ADDITIONAL INGREDIENTS FOR SERVING

  • Finely chopped onion, cheddar cheese

INSTRUCTIONS

  1. In a large skillet over medium-high heat, brown and crumble the ground beef with the onion until the beef is no longer pink.
  2. To the skillet, add the tomato paste, vinegar, chili powder, salt, garlic powder, cayenne pepper, jalapeño, and 2¼ cups water. Bring to a boil over medium-high heat and cook until the liquid is reduced by half, about 8-10 minutes. Carefully stir in the refried beans and continue to cook, stirring frequently, for 4 minutes.
  3. In a small bowl, add the cornstarch with ¼ cup of cold water and mix well.
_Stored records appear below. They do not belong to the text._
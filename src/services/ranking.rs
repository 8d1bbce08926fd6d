use std::collections::{HashMap, HashSet};

use crate::models::{CatalogItem, Preferences, Recommendations, ScoredItem};
use crate::services::scoring::COMFORT_VIEW_COUNT;

/// Maximum number of items in a flat list and in each binge list
pub const MAX_RESULTS: usize = 3;

/// Drops disqualified items and sorts the rest by descending score
///
/// The sort is stable, so equal scores keep their pre-filter order.
pub fn rank(scored: Vec<ScoredItem>) -> Vec<ScoredItem> {
    let mut ranked: Vec<ScoredItem> = scored.into_iter().filter(|s| !s.disqualified).collect();
    ranked.sort_by(|a, b| b.score.cmp(&a.score));
    ranked
}

/// Binge-mode selection: franchise-aware movies and series-distinct shows
pub fn select_binge(ranked: &[ScoredItem]) -> Recommendations {
    Recommendations::Binge {
        movies: select_binge_movies(ranked),
        shows: select_binge_shows(ranked),
    }
}

/// Best member of every multi-title franchise first, then standalone movies
/// in score order until the list is full
fn select_binge_movies(ranked: &[ScoredItem]) -> Vec<CatalogItem> {
    let movies: Vec<&ScoredItem> = ranked.iter().filter(|s| s.item.is_movie()).collect();

    let mut franchise_sizes: HashMap<String, usize> = HashMap::new();
    for movie in &movies {
        *franchise_sizes.entry(movie.item.series_key()).or_insert(0) += 1;
    }

    let mut picked_franchises: HashSet<String> = HashSet::new();
    let mut franchise_picks: Vec<&ScoredItem> = Vec::new();
    let mut standalone: Vec<&ScoredItem> = Vec::new();

    for movie in movies {
        let key = movie.item.series_key();
        if franchise_sizes.get(&key).copied().unwrap_or(0) > 1 {
            // Ranked order means the first member seen is the highest scoring
            if picked_franchises.insert(key) {
                franchise_picks.push(movie);
            }
        } else {
            standalone.push(movie);
        }
    }

    tracing::debug!(
        franchises = franchise_picks.len(),
        standalone = standalone.len(),
        "Binge movie candidates grouped"
    );

    franchise_picks
        .into_iter()
        .chain(standalone)
        .take(MAX_RESULTS)
        .map(|s| s.item.clone())
        .collect()
}

fn select_binge_shows(ranked: &[ScoredItem]) -> Vec<CatalogItem> {
    let mut seen_series: HashSet<String> = HashSet::new();
    ranked
        .iter()
        .filter(|s| s.item.is_show())
        .filter(|s| seen_series.insert(s.item.series_key()))
        .take(MAX_RESULTS)
        .map(|s| s.item.clone())
        .collect()
}

/// Normal-mode selection: comfort prefix, fallback, then the diversity pass
pub fn select_normal(
    ranked: &[ScoredItem],
    prefiltered: &[CatalogItem],
    preferences: &Preferences,
) -> Recommendations {
    let mut candidates = if preferences.comfort_mode {
        with_comfort_prefix(ranked, prefiltered)
    } else {
        ranked.iter().map(|s| s.item.clone()).collect()
    };

    if candidates.is_empty() {
        tracing::debug!("No scored candidates, falling back to pre-filtered items");
        candidates = prefiltered.iter().take(MAX_RESULTS).cloned().collect();
    }

    Recommendations::Normal {
        items: diversify(candidates, preferences),
    }
}

/// Most-watched rewatch candidates first, followed by the ranked list
fn with_comfort_prefix(ranked: &[ScoredItem], prefiltered: &[CatalogItem]) -> Vec<CatalogItem> {
    let mut comfort: Vec<&CatalogItem> = prefiltered
        .iter()
        .filter(|item| item.view_count >= COMFORT_VIEW_COUNT)
        .collect();
    comfort.sort_by(|a, b| b.view_count.cmp(&a.view_count));
    comfort.truncate(MAX_RESULTS);

    let comfort_ids: HashSet<_> = comfort.iter().map(|item| item.id.clone()).collect();

    comfort
        .into_iter()
        .cloned()
        .chain(
            ranked
                .iter()
                .filter(|s| !comfort_ids.contains(&s.item.id))
                .map(|s| s.item.clone()),
        )
        .collect()
}

/// Keeps format-compatible items and one entry per show series
fn diversify(candidates: Vec<CatalogItem>, preferences: &Preferences) -> Vec<CatalogItem> {
    let mut seen_series: HashSet<String> = HashSet::new();
    candidates
        .into_iter()
        .filter(|item| preferences.format.admits(item.content_type))
        .filter(|item| !item.is_show() || seen_series.insert(item.series_key()))
        .take(MAX_RESULTS)
        .collect()
}
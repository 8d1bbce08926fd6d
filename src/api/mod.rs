pub mod handlers;
mod routes;
mod state;

pub use routes::create_router;
pub use state::{AppState, AppStateInner};
mod catalog_item;
mod feedback;
mod preferences;
mod recommendation;

pub use catalog_item::{normalize_tag, CatalogItem, ContentType, ItemId};
pub use feedback::{
    build_feedback_map, Affinity, FeedbackMap, FeedbackRecord, FeedbackSignal, OnboardingAnswers,
    TraitCategory,
};
pub use preferences::{FormatPreference, Preferences, TimeBudget};
pub use recommendation::{Recommendations, ScoredItem};
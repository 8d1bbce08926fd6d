use serde::{Deserialize, Serialize};
use std::collections::{BTreeSet, HashMap};

use super::{normalize_tag, ItemId};

/// Thumbs up / thumbs down derived from a user's ratings
#[derive(Debug, Clone, Copy, Serialize, Deserialize, PartialEq, Eq)]
#[serde(rename_all = "lowercase")]
pub enum FeedbackSignal {
    Up,
    Down,
}

/// Per-item feedback passed into the pipeline
pub type FeedbackMap = HashMap<ItemId, FeedbackSignal>;

/// A raw feedback entry recorded after the user watched or rated something
#[derive(Debug, Clone, Serialize, Deserialize, PartialEq)]
pub struct FeedbackRecord {
    pub media_id: ItemId,
    /// Star rating, 1-5
    pub rating: u8,
    #[serde(default)]
    pub would_watch_again: bool,
    #[serde(default)]
    pub watched_to_completion: bool,
}

impl FeedbackRecord {
    /// The signal this record contributes, if any
    ///
    /// A high rating or a rewatch intent counts as up. A low rating only
    /// counts as down when the user would not watch it again.
    pub fn signal(&self) -> Option<FeedbackSignal> {
        if self.rating >= 4 || self.would_watch_again {
            Some(FeedbackSignal::Up)
        } else if self.rating <= 2 && !self.would_watch_again {
            Some(FeedbackSignal::Down)
        } else {
            None
        }
    }
}

/// Folds feedback records into a map, later records overriding earlier ones
///
/// A neutral record (e.g. a 3-star rating) does not clear an earlier signal.
pub fn build_feedback_map(records: &[FeedbackRecord]) -> FeedbackMap {
    let mut map = FeedbackMap::new();
    for record in records {
        if let Some(signal) = record.signal() {
            map.insert(record.media_id.clone(), signal);
        }
    }
    map
}

/// Trait categories used for similarity bonuses
#[derive(Debug, Clone, Copy, Serialize, Deserialize, PartialEq, Eq, Hash)]
#[serde(rename_all = "lowercase")]
pub enum TraitCategory {
    Genres,
    Directors,
    Cast,
}

/// Liked and disliked trait values for similarity scoring
#[derive(Debug, Clone, Default, Serialize, Deserialize, PartialEq)]
pub struct Affinity {
    #[serde(default)]
    pub liked: HashMap<TraitCategory, BTreeSet<String>>,
    #[serde(default)]
    pub disliked: HashMap<TraitCategory, BTreeSet<String>>,
}

impl Affinity {
    pub fn new() -> Self {
        Self::default()
    }

    pub fn like<I, S>(mut self, category: TraitCategory, values: I) -> Self
    where
        I: IntoIterator<Item = S>,
        S: Into<String>,
    {
        self.liked
            .entry(category)
            .or_default()
            .extend(values.into_iter().map(Into::into));
        self
    }

    pub fn dislike<I, S>(mut self, category: TraitCategory, values: I) -> Self
    where
        I: IntoIterator<Item = S>,
        S: Into<String>,
    {
        self.disliked
            .entry(category)
            .or_default()
            .extend(values.into_iter().map(Into::into));
        self
    }

    pub fn liked(&self, category: TraitCategory) -> Option<&BTreeSet<String>> {
        self.liked.get(&category)
    }

    pub fn disliked(&self, category: TraitCategory) -> Option<&BTreeSet<String>> {
        self.disliked.get(&category)
    }
}

/// Answers collected when a user first sets up their profile
#[derive(Debug, Clone, Default, Serialize, Deserialize, PartialEq)]
pub struct OnboardingAnswers {
    #[serde(default)]
    pub favorite_titles: Vec<String>,
    #[serde(default)]
    pub favorite_genres: Vec<String>,
    #[serde(default)]
    pub disliked_genres: Vec<String>,
    #[serde(default)]
    pub preferred_content_type: Option<String>,
    #[serde(default)]
    pub preferred_duration: Option<u32>,
}

impl From<&OnboardingAnswers> for Affinity {
    fn from(answers: &OnboardingAnswers) -> Self {
        let mut affinity = Affinity::new();
        if !answers.favorite_genres.is_empty() {
            affinity = affinity.like(
                TraitCategory::Genres,
                answers.favorite_genres.iter().map(|g| normalize_tag(g)),
            );
        }
        if !answers.disliked_genres.is_empty() {
            affinity = affinity.dislike(
                TraitCategory::Genres,
                answers.disliked_genres.iter().map(|g| normalize_tag(g)),
            );
        }
        affinity
    }
}

#[cfg(test)]
mod tests {
    use super::*;

    fn record(id: &str, rating: u8, would_watch_again: bool) -> FeedbackRecord {
        FeedbackRecord {
            media_id: ItemId::new(id),
            rating,
            would_watch_again,
            watched_to_completion: true,
        }
    }

    #[test]
    fn test_high_rating_is_up() {
        assert_eq!(record("a", 4, false).signal(), Some(FeedbackSignal::Up));
        assert_eq!(record("a", 5, false).signal(), Some(FeedbackSignal::Up));
    }

    #[test]
    fn test_rewatch_intent_overrides_low_rating() {
        assert_eq!(record("a", 1, true).signal(), Some(FeedbackSignal::Up));
    }

    #[test]
    fn test_low_rating_is_down() {
        assert_eq!(record("a", 2, false).signal(), Some(FeedbackSignal::Down));
    }

    #[test]
    fn test_neutral_rating_has_no_signal() {
        assert_eq!(record("a", 3, false).signal(), None);
    }

    #[test]
    fn test_build_feedback_map_later_wins_and_neutral_keeps() {
        let records = vec![
            record("a", 5, false),
            record("a", 1, false),
            record("b", 5, false),
            record("b", 3, false),
        ];
        let map = build_feedback_map(&records);
        assert_eq!(map.get(&ItemId::new("a")), Some(&FeedbackSignal::Down));
        assert_eq!(map.get(&ItemId::new("b")), Some(&FeedbackSignal::Up));
    }

    #[test]
    fn test_affinity_from_onboarding() {
        let answers = OnboardingAnswers {
            favorite_genres: vec!["Comedy".to_string()],
            disliked_genres: vec![" Horror ".to_string()],
            ..Default::default()
        };
        let affinity = Affinity::from(&answers);
        assert!(affinity.liked(TraitCategory::Genres).unwrap().contains("comedy"));
        assert!(affinity.disliked(TraitCategory::Genres).unwrap().contains("horror"));
        assert!(affinity.liked(TraitCategory::Directors).is_none());
    }

    #[test]
    fn test_affinity_deserialize() {
        let affinity: Affinity = serde_json::from_str(
            r#"{"liked":{"directors":["Greta Gerwig"]},"disliked":{"cast":["Nobody"]}}"#,
        )
        .unwrap();
        assert!(affinity
            .liked(TraitCategory::Directors)
            .unwrap()
            .contains("Greta Gerwig"));
        assert!(affinity.disliked(TraitCategory::Cast).is_some());
    }
}
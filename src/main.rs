use std::sync::Arc;

use moodie_api::{
    api::{create_router, AppState},
    config::Config,
    services::{CatalogProvider, CatalogService, JsonFileCatalog},
};
use tracing_subscriber::EnvFilter;

#[tokio::main]
async fn main() -> anyhow::Result<()> {
    tracing_subscriber::fmt()
        .with_env_filter(
            EnvFilter::try_from_default_env()
                .unwrap_or_else(|_| EnvFilter::new("moodie_api=info,tower_http=info")),
        )
        .init();

    let config = Config::from_env()?;

    // Seed the catalog from disk when configured
    let mut providers: Vec<Arc<dyn CatalogProvider>> = Vec::new();
    if let Some(path) = &config.catalog_path {
        providers.push(Arc::new(JsonFileCatalog::new(path)));
    }
    let catalog = CatalogService::new(providers).fetch_all().await?;

    // Initialize application state
    let state = AppState::with_catalog(catalog);

    // Create the router with all routes
    let app = create_router(state);

    // Start the server
    let address = config.bind_address();
    let listener = tokio::net::TcpListener::bind(&address).await?;
    tracing::info!(address = %address, "Server running");
    axum::serve(listener, app).await?;

    Ok(())
}
use clap::{Args, Subcommand, ValueEnum};

#[derive(Subcommand)]
pub enum CredentialCommand {
    #[command(about = "Request a new credential")]
    Create(CreateArgs),
    #[command(
        alias = "check-status",
        about = "Check a request by ID and fetch its secret once approved"
    )]
    Status(IdArgs),
    #[command(about = "List all credentials (admin)")]
    List(ListArgs),
    #[command(about = "Approve a pending request (admin)")]
    Approve(IdArgs),
    #[command(about = "Revoke a credential (admin)")]
    Revoke(IdArgs),
    #[command(
        alias = "debug-reveal",
        about = "Decrypt a stored secret through the debug endpoint (admin)"
    )]
    Reveal(IdArgs),
}

#[derive(Args)]
pub struct CreateArgs {
    #[arg(long, default_value = "", help = "Identity the credential is issued to")]
    pub principal: String,
    #[arg(long, default_value = "", help = "Comma-separated scopes, e.g. read,write:db")]
    pub scopes: String,
    #[arg(long = "ttl", default_value = "3600", allow_hyphen_values = true)]
    pub ttl_seconds: String,
    #[arg(long, default_value = "40", allow_hyphen_values = true)]
    pub length: String,
    #[arg(long = "type", help = "Credential type (service default: api_key)")]
    pub kind: Option<String>,
}

#[derive(Args)]
pub struct IdArgs {
    #[arg(help = "Credential or request ID")]
    pub id: String,
}

#[derive(Args)]
pub struct ListArgs {
    #[arg(long, value_enum, default_value = "table")]
    pub format: ListFormat,
}

#[derive(Clone, Copy, Debug, PartialEq, Eq, ValueEnum)]
pub enum ListFormat {
    Table,
    Json,
}
use chrono::Utc;
use serde_json::json;

use credgen_core::{
    CommandKind, ConsoleError, CreateOutcome, CredentialRequest, Outcome, StatusOutcome,
};

use super::format_list_table;
use crate::modules::system::OutputMode;

/// A command outcome ready for printing.
pub(crate) struct Rendered {
    pub body: String,
    pub failed: bool,
}

pub(crate) fn render_outcome(outcome: &Outcome, mode: OutputMode) -> Rendered {
    let body = match mode {
        OutputMode::Text => render_text(outcome),
        OutputMode::Json => pretty(&render_json(outcome)),
    };
    Rendered {
        body,
        failed: outcome.is_failure(),
    }
}

/// Bare JSON array for `list --format json`.
pub(crate) fn render_listing_json(items: &[CredentialRequest]) -> Rendered {
    Rendered {
        body: pretty(&json!(items)),
        failed: false,
    }
}

fn pretty(value: &serde_json::Value) -> String {
    serde_json::to_string_pretty(value).unwrap_or_else(|_| value.to_string())
}

pub(crate) fn render_text(outcome: &Outcome) -> String {
    match outcome {
        Outcome::Created(CreateOutcome::Issued { secret, .. }) => {
            format!("Success! Here is your new API secret:\n{secret}")
        }
        Outcome::Created(CreateOutcome::Pending { request_id, .. }) => format!(
            "Approval required. Copy this request ID to check your status later:\n{request_id}"
        ),
        Outcome::Status(StatusOutcome::AwaitingApproval) => {
            "Status: pending\nPlease ask an admin to approve this request.".to_string()
        }
        Outcome::Status(StatusOutcome::Disabled) => {
            "Status: revoked\nThis key has been disabled.".to_string()
        }
        Outcome::Status(StatusOutcome::Ready { secret }) => {
            format!("Approved! Here is your API key:\n{secret}")
        }
        Outcome::Status(StatusOutcome::UnrecognizedStatus { status }) => {
            format!("Status: {status}")
        }
        Outcome::Listing(items) => format_list_table(items, Utc::now()),
        Outcome::Approved(_) => "Approved! Key generated.".to_string(),
        Outcome::Revoked(_) => "Credential revoked.".to_string(),
        Outcome::Revealed(revealed) => format!("Secret: {}", revealed.secret_plaintext),
        Outcome::Failed { command, error } => render_failure(*command, error),
    }
}

fn render_failure(command: CommandKind, error: &ConsoleError) -> String {
    match (command, error) {
        // Only a failed listing lookup means the id is missing; a 404 from the
        // reveal call carries the service's own detail.
        (CommandKind::CheckStatus, ConsoleError::IdentifierUnknown { detail: None, .. }) => {
            "ID not found in system.".to_string()
        }
        (_, ConsoleError::TransportFailure(message)) => format!("Failed to connect: {message}"),
        (_, error) => format!("Error: {}", error.detail()),
    }
}

pub(crate) fn render_json(outcome: &Outcome) -> serde_json::Value {
    match outcome {
        Outcome::Created(result) => json!({ "outcome": "created", "result": result }),
        Outcome::Status(result) => json!({ "outcome": "status", "result": result }),
        Outcome::Listing(items) => json!({ "outcome": "listing", "result": items }),
        Outcome::Approved(receipt) => json!({ "outcome": "approved", "result": receipt }),
        Outcome::Revoked(receipt) => json!({ "outcome": "revoked", "result": receipt }),
        Outcome::Revealed(revealed) => json!({ "outcome": "revealed", "result": revealed }),
        Outcome::Failed { command, error } => json!({
            "outcome": "failed",
            "command": command.as_str(),
            "error": error.as_code(),
            "detail": error.detail(),
        }),
    }
}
Immediately pour into the skillet with the beef mixture and stir until the mixture becomes thick.
  4. Remove the skillet from the heat and immediately stir in the 2 cups of cheese.
  5. To serve: Spoon ¾-1 cup of the chili mixture onto the middle of each tortilla. Top with additional onion and cheese, if desired. Roll up tortilla burrito-style and serve immediately.